NEW YORK, Nov 07, 1999 (AP Online via COMTEX) -- Branded a monopoly
shortly after the stock market's Friday closing, Microsoft could put a
drag Monday on Wall Street's record-setting rally as investors assess a
judge's blunt antitrust ruling.

In the longer term, even if Microsoft agrees to certain punishments to
settle its legal battle with the Justice Department, the software maker
may eventually emerge as a marked company like the leading tobacco
makers, dogged by state and civil lawsuits aimed at its coffers.

U.S. District Judge Thomas Penfield Jackson was extremely clear-cut in
his findings late Friday, declaring that Microsoft abused its dominance
of the personal computer industry to stifle innovation and competition,
hurting consumers.

But the decision was only a first step toward determining punishment
that likely will affect the entire technology industry. It's not clear
whether investors will confine the initial punishment to Microsoft --
which just a week ago was added to the influential Dow Jones industrial
index -- or lash out at the market's broader technology sector.

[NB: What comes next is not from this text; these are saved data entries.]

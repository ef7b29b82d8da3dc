//! Helper filters available in every template.
//!
//! These complement MiniJinja's builtins (`upper`, `lower`, `title`, `trim`,
//! `replace`, `default`, `join`, `int`, `float`, `length`, ...).
//!
//! ## Layout
//!
//! - `nl` - Append a newline
//! - `pad_left(width)`, `pad_right(width)`, `pad_center(width)`
//! - `truncate_at(width, pos="end", ellipsis="…")`
//! - `display_width`
//!
//! ## Case and transliteration
//!
//! - `snakecase`, `kebabcase`, `camelcase`, `pascalcase`
//! - `ascii`, `slugify`
//!
//! ## Strings and numbers
//!
//! - `repeat(n)`, `substr(start, end=?)`
//! - `has_prefix(p)`, `has_suffix(p)`, `contains(s)`
//! - `atoi` - Parse an integer, `0` when the text is not a number
//!
//! ### Example
//!
//! ```jinja
//! {{ Name | slugify }}.md
//! {{ Price | pad_left(10) }} {{ Label | truncate_at(20) }}
//! ```

use minijinja::{Environment, Error, ErrorKind, Value};

use crate::util::{
    camel_case, display_width, kebab_case, pad_center, pad_left, pad_right, pascal_case, slugify,
    snake_case, truncate_end, truncate_middle, truncate_start,
};

/// Upper bound on the text `repeat` may produce.
const MAX_REPEAT_BYTES: usize = 64 * 1024 * 1024;

/// Registers all helper filters on a MiniJinja environment.
pub fn register_functions(env: &mut Environment<'static>) {
    // {{ content | nl }} outputs content followed by \n
    env.add_filter("nl", |value: Value| -> String { format!("{}\n", value) });

    env.add_filter("pad_left", |value: Value, width: usize| -> String {
        pad_left(&value.to_string(), width)
    });
    env.add_filter("pad_right", |value: Value, width: usize| -> String {
        pad_right(&value.to_string(), width)
    });
    env.add_filter("pad_center", |value: Value, width: usize| -> String {
        pad_center(&value.to_string(), width)
    });

    // {{ value | truncate_at(width, "middle") }}
    env.add_filter(
        "truncate_at",
        |value: Value, width: usize, position: Option<String>, ellipsis: Option<String>| -> String {
            let text = value.to_string();
            let ell = ellipsis.as_deref().unwrap_or("…");
            match position.as_deref().unwrap_or("end") {
                "start" => truncate_start(&text, width, ell),
                "middle" => truncate_middle(&text, width, ell),
                _ => truncate_end(&text, width, ell),
            }
        },
    );

    env.add_filter("display_width", |value: Value| -> usize {
        display_width(&value.to_string())
    });

    env.add_filter("snakecase", |value: Value| -> String {
        snake_case(&value.to_string())
    });
    env.add_filter("kebabcase", |value: Value| -> String {
        kebab_case(&value.to_string())
    });
    env.add_filter("camelcase", |value: Value| -> String {
        camel_case(&value.to_string())
    });
    env.add_filter("pascalcase", |value: Value| -> String {
        pascal_case(&value.to_string())
    });

    env.add_filter("ascii", |value: Value| -> String {
        deunicode::deunicode(&value.to_string())
    });
    env.add_filter("slugify", |value: Value| -> String {
        slugify(&value.to_string())
    });

    env.add_filter(
        "repeat",
        |value: Value, count: usize| -> Result<String, Error> {
            let text = value.to_string();
            match text.len().checked_mul(count) {
                Some(total) if total <= MAX_REPEAT_BYTES => Ok(text.repeat(count)),
                _ => Err(Error::new(
                    ErrorKind::InvalidOperation,
                    format!("repeat count {count} is too large"),
                )),
            }
        },
    );

    // Character offsets; negative values count from the end.
    env.add_filter(
        "substr",
        |value: Value, start: i64, end: Option<i64>| -> String {
            let chars: Vec<char> = value.to_string().chars().collect();
            let len = chars.len() as i64;
            let clamp = |i: i64| -> usize {
                let i = if i < 0 { len + i } else { i };
                i.clamp(0, len) as usize
            };
            let from = clamp(start);
            let to = clamp(end.unwrap_or(len));
            if from >= to {
                return String::new();
            }
            chars[from..to].iter().collect()
        },
    );

    env.add_filter("has_prefix", |value: Value, prefix: String| -> bool {
        value.to_string().starts_with(&prefix)
    });
    env.add_filter("has_suffix", |value: Value, suffix: String| -> bool {
        value.to_string().ends_with(&suffix)
    });
    env.add_filter("contains", |value: Value, needle: String| -> bool {
        value.to_string().contains(&needle)
    });

    env.add_filter("atoi", |value: Value| -> i64 {
        value.to_string().trim().parse::<i64>().unwrap_or(0)
    });
}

Judging from the harsh response Friday in after-hours markets, where
Microsoft's shares slid more than 4 percent from its Nasdaq close of
$91.56 1/4, the ruling will present at least a temporary speed bump for
both the Dow and the Nasdaq Stock Market, which has set record highs
for six sessions in a row.

Coming amid such a powerful rally -- the Dow has risen 7 percent in the
past three weeks while the Nasdaq composite has soared nearly 11
percent in just seven sessions -- the Microsoft ruling could sap the
market's enthusiasm or at least provide a handy excuse to protect some
of the recent gains.

Like any of the 30 stocks that make up the Dow, every point that
Microsoft moves equates to a 4-point swing in the closely watched
market barometer. So Friday evening's 4-to-5 point drop by Microsoft on
after-hours markets may translate into a 15-to-20 point loss for the
Dow when regular Nasdaq trading begins Monday morning.

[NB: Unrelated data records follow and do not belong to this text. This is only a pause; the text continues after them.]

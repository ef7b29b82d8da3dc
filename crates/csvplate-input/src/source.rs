//! Content resolution for designators.

use std::sync::Arc;

use crate::decode::decode_text;
use crate::designator::Designator;
use crate::env::{RealStdin, StdinReader};
use crate::InputError;

/// Turns a [`Designator`] into decoded text.
///
/// Stdin and file contents go through [`decode_text`]; literal content is
/// already text and is returned unchanged.
///
/// # Testing
///
/// Use [`ContentResolver::with_reader`] to inject a mock stdin:
///
/// ```
/// use csvplate_input::{ContentResolver, Designator, MockStdin};
///
/// let resolver = ContentResolver::with_reader(MockStdin::piped("{{ Name }}"));
/// assert_eq!(resolver.resolve(&Designator::Stdin).unwrap(), "{{ Name }}");
/// ```
#[derive(Clone)]
pub struct ContentResolver<R: StdinReader = RealStdin> {
    reader: Arc<R>,
}

impl ContentResolver<RealStdin> {
    /// Create a resolver that reads the real process stdin.
    pub fn new() -> Self {
        Self {
            reader: Arc::new(RealStdin),
        }
    }
}

impl Default for ContentResolver<RealStdin> {
    fn default() -> Self {
        Self::new()
    }
}

impl<R: StdinReader> ContentResolver<R> {
    /// Create a resolver with a custom stdin reader.
    pub fn with_reader(reader: R) -> Self {
        Self {
            reader: Arc::new(reader),
        }
    }

    /// Returns the fully decoded content named by `designator`.
    pub fn resolve(&self, designator: &Designator) -> Result<String, InputError> {
        let bytes = match designator {
            Designator::Literal(content) => return Ok(content.clone()),
            Designator::Stdin => {
                if self.reader.is_terminal() {
                    tracing::warn!("reading from terminal stdin; finish input with end-of-file");
                }
                self.reader
                    .read_to_end()
                    .map_err(InputError::StdinFailed)?
            }
            Designator::Path(path) => {
                std::fs::read(path).map_err(|err| InputError::unavailable(path, err))?
            }
        };

        let decoded = decode_text(&bytes);
        tracing::debug!(
            source = %designator,
            bytes = bytes.len(),
            encoding = decoded.encoding,
            "decoded content"
        );
        Ok(decoded.text)
    }
}

#[cfg(test)]
mod tests {
    use super::*;
    use crate::env::MockStdin;
    use std::io;

    #[test]
    fn literal_is_returned_verbatim() {
        let resolver = ContentResolver::with_reader(MockStdin::terminal());
        let text = resolver
            .resolve(&Designator::Literal("caf\u{e9} {{ x }}".into()))
            .unwrap();
        assert_eq!(text, "café {{ x }}");
    }

    #[test]
    fn stdin_bytes_are_decoded() {
        let resolver = ContentResolver::with_reader(MockStdin::piped_bytes(b"K\xf6ln".to_vec()));
        assert_eq!(resolver.resolve(&Designator::Stdin).unwrap(), "Köln");
    }

    #[test]
    fn stdin_failure_is_reported() {
        let resolver = ContentResolver::with_reader(MockStdin::failing(io::ErrorKind::Other));
        let err = resolver.resolve(&Designator::Stdin).unwrap_err();
        assert!(matches!(err, InputError::StdinFailed(_)));
    }

    #[test]
    fn file_content_is_read_and_decoded() {
        let dir = tempfile::tempdir().unwrap();
        let path = dir.path().join("template.txt");
        std::fs::write(&path, b"\xEF\xBB\xBFHello {{ Name }}\n").unwrap();

        let resolver = ContentResolver::with_reader(MockStdin::terminal());
        let text = resolver.resolve(&Designator::Path(path)).unwrap();
        assert_eq!(text, "Hello {{ Name }}\n");
    }

    #[test]
    fn unreadable_path_is_source_unavailable() {
        let dir = tempfile::tempdir().unwrap();
        let resolver = ContentResolver::with_reader(MockStdin::terminal());

        // A directory exists but cannot be read as a file.
        let err = resolver
            .resolve(&Designator::Path(dir.path().to_path_buf()))
            .unwrap_err();
        assert!(matches!(err, InputError::SourceUnavailable { .. }));
    }
}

The market can easily weather such a loss unless the uncertain
ramifications of the ruling undercut demand for technology shares in
general, the main driving force for Nasdaq and the overall stock
market. Either way, it may be hard for Microsoft, a favorite on Wall
Street, to provide the type of leadership and gains investors have come
to expect.

'I would expect to see pressure on Microsoft this week and in weeks to
come, so it may be difficult for the stock to be an outperformer the
way it has in the past,' said Barry Hyman, senior equity analyst at
Ehrenkrantz King Nussbaum, a New York-based investment firm.

But, he added, 'I look at it as more stock specific. I don't think
you're going to see the other technology stocks start to sell off.'

In fact, the prevailing hunger among investors for just about any
Internet-related business may turn Microsoft's loss into a gain for
other technology stocks, said Robert Streed, an investment strategist
for Northern Trust in Chicago who manages the Northern Select Equity
Fund.

'Because people want to own tech stocks, if you're reluctant to buy
Microsoft because of the cloud hanging over the company, (part) of your
technology money could be diverted into other investment ideas,' said
Streed.

'Longer term, I'm concerned about the state attorney generals and the
entrepreneurial bar. They may keep after Microsoft looking for money
for a long time ... bringing class-action lawsuits for all people who
bought Windows,' he said.

Streed noted that a leading target of many smoker damage suits was
Philip Morris Cos., maker of best-selling cigarette brands like
Marlboro.

'If this was some software company on the ropes, you wouldn't bother.
That's why they went after Philip Morris instead of the people who make
Skoal chewing tobacco. That's the entrepreneurial bar, you go after the
deepest pocket,' he said.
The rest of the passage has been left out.